Our artists find inspiration from nature – and the evidence from our community projects is so do our participants. Lots of other research and anecdotes point to the natural world as healing to mental health challenges. We decided it felt wrong to not make this correlation explicit across our work, and lean into the challenges of decarbonisation.

Last week in the run up to Earth Day, after a four month research project, one of our artist associate’s presented a sobering report to our Board. We all realised we need to move beyond simple mitigation of climate impacts, but into preparing for now inevitable impacts on everything we do. That puncture because of a ginormous pot hole caused by extreme weather, and that delayed start because of flash flooding and talking to stressed and stranded participants trying to get to us – they are climate change in action. We can’t fix everything, but we can adapt how and where we work recognising the risks and challenges ahead.

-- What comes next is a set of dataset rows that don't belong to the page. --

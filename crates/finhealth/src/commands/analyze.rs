use super::{Dashboard, OutputOptions};
use crate::config::CompanyProfile;
use crate::logging;
use crate::model::SourceDocument;
use crate::source::SourceSelection;
use anyhow::Result;
use std::path::PathBuf;

pub async fn handle(
  dashboard: &Dashboard,
  profile: &CompanyProfile,
  file: Option<PathBuf>,
  options: &OutputOptions,
) -> Result<()> {
  let document = match file {
    Some(path) => Some(SourceDocument::from_path(&path)?),
    None => None,
  };

  if let Some(document) = &document {
    logging::info(&format!(
      "Analyzing {} for {} ({})",
      document.file_name, profile.company_name, profile.industry
    ));
  }

  let outcome = dashboard.orchestrator.run(SourceSelection::File(document), profile).await;
  dashboard.present(outcome, profile, options, "Analysis failed").await
}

Our Director, Catherine, is currently participating in an 8-week research project and peer support programme by University of Exeter researchers and the Art & Energy collective about Art & Eco Anxiety. We are not the only ones recognising a correlation between creativity, mental health and nature. In our current ecological context, not all of the correlations are positive. However, we are part of a wider community of creatives who believe that the arts and creative action can be part of the solution. We don’t mean attention-grabbing activism, but in coming to terms emotionally with the challenges of climate change, to using creativity to assist communities on a journey to behaviour change, and finding joy and satisfaction in the actions we do take. There is something about the conversations we have, choices we make, and materials we use, and the peer support.

All that said, experienced, and thought, we are especially pleased with our new short video. We think our passion and impact come through much more powerfully than in our earnest words. All of the snippets of video are from activity since the pandemic, which itself perhaps sharpens our awareness of how interconnected we are to a global ecosystem that benefits from our reflective consideration in how we live our lives.